Berlin. Ja, versichert Sigmar Gabriel, er sei mit den SPD-Wahlergebnissen keineswegs unzufrieden: "Es überwiegen bei mir die lachenden Augen", sagt der Parteichef. Dass Kurt Beck in Rheinland-Pfalz einen dramatischen Einbruch von rund zehn Prozentpunkten zu verkraften hatte, schiebt Gabriel am Tag danach schnell weg. Nach so einer langen Amtszeit seien solche Abnutzungen doch natürlich. Er gönne den Grünen den Erfolg, schließlich hätten sie in den letzten Jahrzehnten immer an vorderster Front gegen die Atomkraft gekämpft, sagt Gabriel. Eine "tektonische Verschiebung des gesamten Parteiensystems" sei das aber bestimmt nicht, ist er sich ganz sicher.

Auch sonst versprüht der SPD-Vorsitzende an Tag eins nach den Wahlen eine Menge Gelassenheit, was die Zukunft der Partei betrifft. Wenig spreche dafür, dass der Japan-Faktor und die Atomdebatte auch noch bei den nächsten Wahlen den Ausschlag geben werden. "Gesundheit, Pflege, gerechte Löhne, alle diese Themen kommen bald wieder auf die Tagesordnung", ist Gabriel überzeugt.

Doch allen reicht es nicht, darauf zu warten. "Wir dürfen zwar jetzt nicht in Panik ausbrechen", rät Hessens Landesvorsitzender Thorsten Schäfer-Gümbel mit Blick auf das schwache SPD-Abschneiden. "Aber wir brauchen jetzt schnell programmatische Klarheit in der SPD", fordert er. "Wir werden nicht mehr als Partei wahrgenommen, die die großen gesellschaftlichen Debatten führt." Auch Schleswig-Holsteins Landeschef Ralf Stegner meint: "Die Machtoptionen der SPD nehmen zwar zu.
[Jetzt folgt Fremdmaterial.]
#[cfg(test)]
mod tests {
    use super::*;
    use crate::codec::BinaryReader;

    #[test]
    fn test_impassability_pack_unpack_identity() {
        for width in [1usize, 7, 8, 9, 17] {
            let height = 3;
            let flags: Vec<bool> = (0..width * height).map(|i| i % 3 == 0 || i % 5 == 1).collect();
            let packed = pack_impassability(&flags, width);
            assert_eq!(packed.len(), impassability_row_len(width) * height);
            assert_eq!(unpack_impassability(&packed, width, height), flags, "width {width}");
        }
    }

    #[test]
    fn test_impassability_rows_start_on_new_byte() {
        // 9 wide: row 0 = tile 0 and tile 8, row 1 = tile 1
        let mut flags = vec![false; 18];
        flags[0] = true;
        flags[8] = true;
        flags[10] = true;
        assert_eq!(pack_impassability(&flags, 9), vec![0b01, 0b1, 0b10, 0]);
    }

    #[test]
    fn test_blend_tile_dedup() {
        let mut data = TileData::new(2, 2);
        let a = data.get_blend_tile_index(4, BlendType::TOP).unwrap();
        let b = data.get_blend_tile_index(4, BlendType::LEFT).unwrap();
        let c = data.get_blend_tile_index(9, BlendType::TOP).unwrap();
        assert_eq!((a, b, c), (1, 2, 3));

        assert_eq!(data.get_blend_tile_index(4, BlendType::TOP).unwrap(), 1);
        assert_eq!(data.get_blend_tile_index(9, BlendType::TOP).unwrap(), 3);
        assert_eq!(data.blend_tiles().len(), 3);
        assert_eq!(data.number_of_blend_tiles(), 4);
    }

    #[test]
    fn test_add_texture_allocates_blocks_in_order() {
        let mut data = TileData::new(4, 4);
        assert_eq!(data.add_texture(Texture::new("GrassLight", 4)).block_start_index, 0);
        assert_eq!(data.add_texture(Texture::new("Cliff", 2)).block_start_index, 16);
        assert_eq!(data.add_texture(Texture::new("GrassLight", 8)).block_count, 16);
        assert_eq!(data.number_of_base_tiles, 20);
        assert_eq!(data.textures().len(), 2);
    }

    #[test]
    fn test_texture_tile_index_and_lookup() {
        let mut data = TileData::new(4, 4);
        data.add_texture(Texture::new("GrassLight", 1));
        let cliff = data.add_texture(Texture::new("Cliff", 2)).clone();

        assert_eq!(cliff.tile_index(0, 0).unwrap(), 4);
        assert_eq!(cliff.tile_index(1, 0).unwrap(), 5);
        assert_eq!(cliff.tile_index(0, 1).unwrap(), 6);
        assert_eq!(cliff.tile_index(2, 2).unwrap(), 4 + 2 * 4 * 1 + 4);
        assert_eq!(cliff.tile_index(4, 0).unwrap(), 4);

        data.tile_mut(1, 1).base_texture = cliff.tile_index(1, 1).unwrap();
        assert_eq!(data.texture_at(1, 1).map(|t| t.name.as_str()), Some("Cliff"));
        assert_eq!(data.texture_at(0, 0).map(|t| t.name.as_str()), Some("GrassLight"));
    }

    #[test]
    fn test_tile_index_out_of_range() {
        let mut texture = Texture::new("GrassLight", 2);
        texture.block_start_index = -1;
        assert!(matches!(texture.tile_index(0, 0), Err(Error::InvalidModel(_))));

        texture.block_start_index = 8191;
        assert_eq!(texture.tile_index(1, 1).unwrap(), i16::MAX);
        assert!(texture.tile_index(2, 0).is_err());
    }

    #[test]
    fn test_unused_impassability_bits_are_ignored() {
        assert_eq!(unpack_impassability(&[0xFF], 3, 1), vec![true; 3]);
        assert_eq!(unpack_impassability(&[0xF8, 0xFA], 3, 2), [[false; 3], [false, true, false]].concat());
    }

    #[test]
    fn test_tile_data_roundtrip() {
        let mut data = TileData::new(9, 2);
        let grass = data.add_texture(Texture::new("GrassLight", 2)).clone();
        data.add_texture(Texture::new("Sand", 1));
        for y in 0..2 {
            for x in 0..9 {
                data.tile_mut(x, y).base_texture = grass.tile_index(x, y).unwrap();
            }
        }
        let blend = data.get_blend_tile_index(20, BlendType::TOP_LEFT_LARGE).unwrap();
        data.tile_mut(3, 1).blend_textures = [blend, 0, -1];
        data.tile_mut(8, 0).impassable = true;
        data.tile_mut(0, 1).impassable = true;

        let mut en = Encoder::new();
        data.encode(&mut en).unwrap();
        assert_eq!(en.len(), data.encoded_len());
        let (strings, body) = en.finish();

        let mut de = Decoder::new(BinaryReader::new(&body), strings);
        let mut read = TileData::read(&mut de, 9, 2).unwrap();
        assert!(de.is_empty());
        assert_eq!(read, data);

        // The dedup index is rebuilt on load.
        assert_eq!(read.get_blend_tile_index(20, BlendType::TOP_LEFT_LARGE).unwrap(), blend);
    }

    #[test]
    fn test_blend_tile_counter_below_one_is_rejected() {
        let data = TileData::new(1, 1);
        let mut en = Encoder::new();
        data.encode(&mut en).unwrap();
        let (strings, mut body) = en.finish();
        // count(4) + planes(8) + impassability(1) + base tiles(4) -> blend counter
        body[17..21].copy_from_slice(&0i32.to_le_bytes());

        let mut de = Decoder::new(BinaryReader::new(&body), strings);
        assert!(matches!(TileData::read(&mut de, 1, 1), Err(Error::FormatViolation { .. })));
    }

    #[test]
    fn test_texture_block_count_must_be_square() {
        let texture = Texture {
            name: "Bad".into(),
            block_start_index: 0,
            block_count: 5,
            blocks_per_row: 2,
        };
        let mut en = Encoder::new();
        texture.encode(&mut en).unwrap();
        let (strings, body) = en.finish();
        let mut de = Decoder::new(BinaryReader::new(&body), strings);
        assert!(matches!(Texture::decode(&mut de), Err(Error::FormatViolation { .. })));
    }
}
Was die Prozente bei Wahlen angeht, können wir sicher nicht zufrieden sein." Das Problem: Die meisten Menschen wüssten weiter einfach nicht, wofür die SPD eigentlich stehe.

Ob sich daran schnell etwas ändert, ist eher zweifelhaft. Mit Rücksicht auf drohende neue Flügelstreitigkeiten vor den Wahlen sind klare Kursentscheidungen bislang ausgeblieben. Immerhin hat die SPD-Spitze nun für Mai ein neues Finanz- und Steuerkonzept angekündigt, das einigen Aufschluss darüber geben wird, in welche Richtung sich die Partei bewegen will.